Fiscal 2020 represents the first full year that CommonSpirit Health operated as a combined organization after the merger of Dignity Health and CHI was completed in February 2019. Although the COVID-19 pandemic began in earnest nearly 10 months into fiscal 2020, it was still enough to knock the 137-hospital system — the largest not-for-profit operator in the U.S. — for a financial loop.
Despite relatively flat revenues, CommonSpirit got hit hard with a drop in patient admissions and rising charity and uncompensated care expenses.
Charity care was up almost 40%, totaling almost $2.1 billion for the fiscal year, compared to $1.5 billion in 2019.
Its investment portfolio also took a major hit, with investment income dropping by $337 million, and its total net assets declined by more than $2 billion to $13.6 billion from $15.8 billion in fiscal 2019.

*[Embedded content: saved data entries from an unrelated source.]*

//! The conversation core: transcript management, the loop of model calls
//! and tool executions, retries, compression, and configuration.
//!
//! Everything backend-specific is behind
//! [`ModelProvider`](colloquy_model::ModelProvider), so the core drives a
//! conversation the same way whatever wire contract is in use.

#![deny(missing_docs)]
#![deny(clippy::missing_safety_doc)]

#[macro_use]
extern crate tracing;

mod agent;
mod compression;
mod config;
mod environment;
mod error;
mod event;
mod model_client;
mod next_speaker;
mod prompts;
pub mod retry;
mod token_limit;
pub mod tool;
mod transcript;
mod turn;

pub use agent::{Agent, AgentBuilder, FallbackHook};
pub use config::{AgentConfig, AuthType, RetryOptions};
pub use environment::EnvironmentContext;
pub use error::Error;
pub use event::{AgentEvent, CompressionRecord, ToolCallResponse, TurnOutcome};
pub use token_limit::{DEFAULT_TOKEN_LIMIT, token_limit};
pub use tokio_util::sync::CancellationToken;
pub use transcript::Transcript;
//! Bounded exponential backoff around a single backend call.

use std::time::Duration;

use backoff::ExponentialBackoffBuilder;
use backoff::backoff::Backoff;
use colloquy_model::ErrorKind;
use tokio::time::sleep;

use crate::Error;
use crate::config::RetryOptions;

// With a multiplier of 2, any randomization factor up to 1/3 keeps the
// lowest next delay above the highest current one.
const MAX_JITTER: f64 = 1.0 / 3.0;

/// Runs `call` until it succeeds, fails with a non-retryable error, or
/// `max_attempts` is used up.
///
/// `state` is handed to every attempt. When the attempts are used up by
/// rate limiting, `on_persistent_rate_limit` may update the state (e.g.
/// switch to a cheaper model) and return `true` to allow one final
/// attempt.
///
/// Delays between attempts never decrease. Dropping the returned future
/// cancels the call or the pending delay.
pub async fn with_retry<S, T, F, Fut, H>(
    options: &RetryOptions,
    state: &mut S,
    mut call: F,
    mut on_persistent_rate_limit: H,
) -> Result<T, Error>
where
    F: FnMut(&S) -> Fut,
    Fut: Future<Output = Result<T, Error>>,
    H: FnMut(&mut S, &Error) -> bool,
{
    let max_attempts = options.max_attempts.max(1);
    let mut backoff = ExponentialBackoffBuilder::new()
        .with_initial_interval(options.base_delay())
        .with_max_interval(options.max_delay())
        .with_multiplier(2.0)
        .with_randomization_factor(options.jitter.clamp(0.0, MAX_JITTER))
        .with_max_elapsed_time(None)
        .build();
    let mut last_delay = Duration::ZERO;

    let mut attempt = 1;
    loop {
        let err = match call(state).await {
            Ok(value) => return Ok(value),
            Err(err) => err,
        };
        if !err.is_retryable() {
            debug!("not retrying: {err}");
            return Err(err);
        }
        if attempt >= max_attempts {
            if err.kind() == Some(ErrorKind::RateLimitExceeded)
                && on_persistent_rate_limit(state, &err)
            {
                info!("making a final attempt after {attempt} failures");
                return call(state).await;
            }
            return Err(err);
        }

        // Randomized delays near the cap may come out lower than the
        // previous one.
        let delay = backoff
            .next_backoff()
            .unwrap_or_else(|| options.max_delay())
            .max(last_delay);
        last_delay = delay;
        warn!(attempt, max_attempts, "retrying in {delay:?}: {err}");
        sleep(delay).await;
        attempt += 1;
    }
}

/// A hook for [`with_retry`] that never falls back.
#[inline]
pub fn no_fallback<S>(_state: &mut S, _err: &Error) -> bool {
    false
}

#[cfg(test)]
mod tests {
    use std::future::ready;

    use tokio::time::Instant;

    use super::*;

    fn options(max_attempts: u32) -> RetryOptions {
        RetryOptions {
            max_attempts,
            ..Default::default()
        }
    }

    fn rate_limited() -> Error {
        Error::model(ErrorKind::RateLimitExceeded, "quota exceeded")
    }

    #[tokio::test(start_paused = true)]
    async fn test_non_decreasing_delays() {
        for k in 0..5 {
            let mut calls = vec![];
            let result = with_retry(
                &options(5),
                &mut (),
                |_| {
                    calls.push(Instant::now());
                    if calls.len() <= k {
                        ready(Err(rate_limited()))
                    } else {
                        ready(Ok(42))
                    }
                },
                no_fallback,
            )
            .await;

            assert_eq!(result.unwrap(), 42);
            assert_eq!(calls.len(), k + 1);
            let delays: Vec<_> =
                calls.windows(2).map(|w| w[1] - w[0]).collect();
            assert_eq!(delays.len(), k);
            for pair in delays.windows(2) {
                assert!(pair[0] <= pair[1], "delays decreased: {delays:?}");
            }
            if let Some(first) = delays.first() {
                assert!(*first >= Duration::from_millis(666));
            }
        }
    }

    #[tokio::test(start_paused = true)]
    async fn test_non_retryable_error() {
        let mut calls = 0;
        let err = with_retry(
            &options(5),
            &mut (),
            |_| {
                calls += 1;
                ready(Err::<(), _>(Error::model(
                    ErrorKind::Authentication,
                    "bad key",
                )))
            },
            no_fallback,
        )
        .await
        .unwrap_err();
        assert_eq!(calls, 1);
        assert_eq!(err.kind(), Some(ErrorKind::Authentication));
    }

    #[tokio::test(start_paused = true)]
    async fn test_fallback_after_persistent_rate_limit() {
        let mut model = "gemini-2.5-pro".to_owned();
        let mut calls = vec![];
        let result = with_retry(
            &options(3),
            &mut model,
            |model| {
                calls.push(model.clone());
                if model == "gemini-2.5-flash" {
                    ready(Ok("done"))
                } else {
                    ready(Err(rate_limited()))
                }
            },
            |model, _| {
                *model = "gemini-2.5-flash".to_owned();
                true
            },
        )
        .await;

        assert_eq!(result.unwrap(), "done");
        assert_eq!(calls, vec![
            "gemini-2.5-pro",
            "gemini-2.5-pro",
            "gemini-2.5-pro",
            "gemini-2.5-flash"
        ]);
        assert_eq!(model, "gemini-2.5-flash");
    }

    #[tokio::test(start_paused = true)]
    async fn test_transport_exhaustion_skips_fallback() {
        let mut hook_called = false;
        let mut calls = 0;
        let err = with_retry(
            &options(2),
            &mut (),
            |_| {
                calls += 1;
                ready(Err::<(), _>(Error::model(ErrorKind::Transport, "reset")))
            },
            |_, _| {
                hook_called = true;
                true
            },
        )
        .await
        .unwrap_err();
        assert_eq!(calls, 2);
        assert!(!hook_called);
        assert_eq!(err.kind(), Some(ErrorKind::Transport));
    }
}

Those factors helped move CommonSpirit into the red.
The Coronavirus Aid, Relief, and Economic Security Act did blunt some of the pain. Through June 30, CommonSpirit recieved $1.1 billion in CARES grants and has recorded $826 million as operating revenue so far, boosting operating earnings. About $227 million was deferred. The nonprofit also received $2.6 billion in advanced Medicare loans.
The system also said it had identified some $2 billion in merger-related benefits and eventually projects it will have regular annual operating margins of 8%, along with an improvement to its balance sheet. It reported having 202 days cash on hand.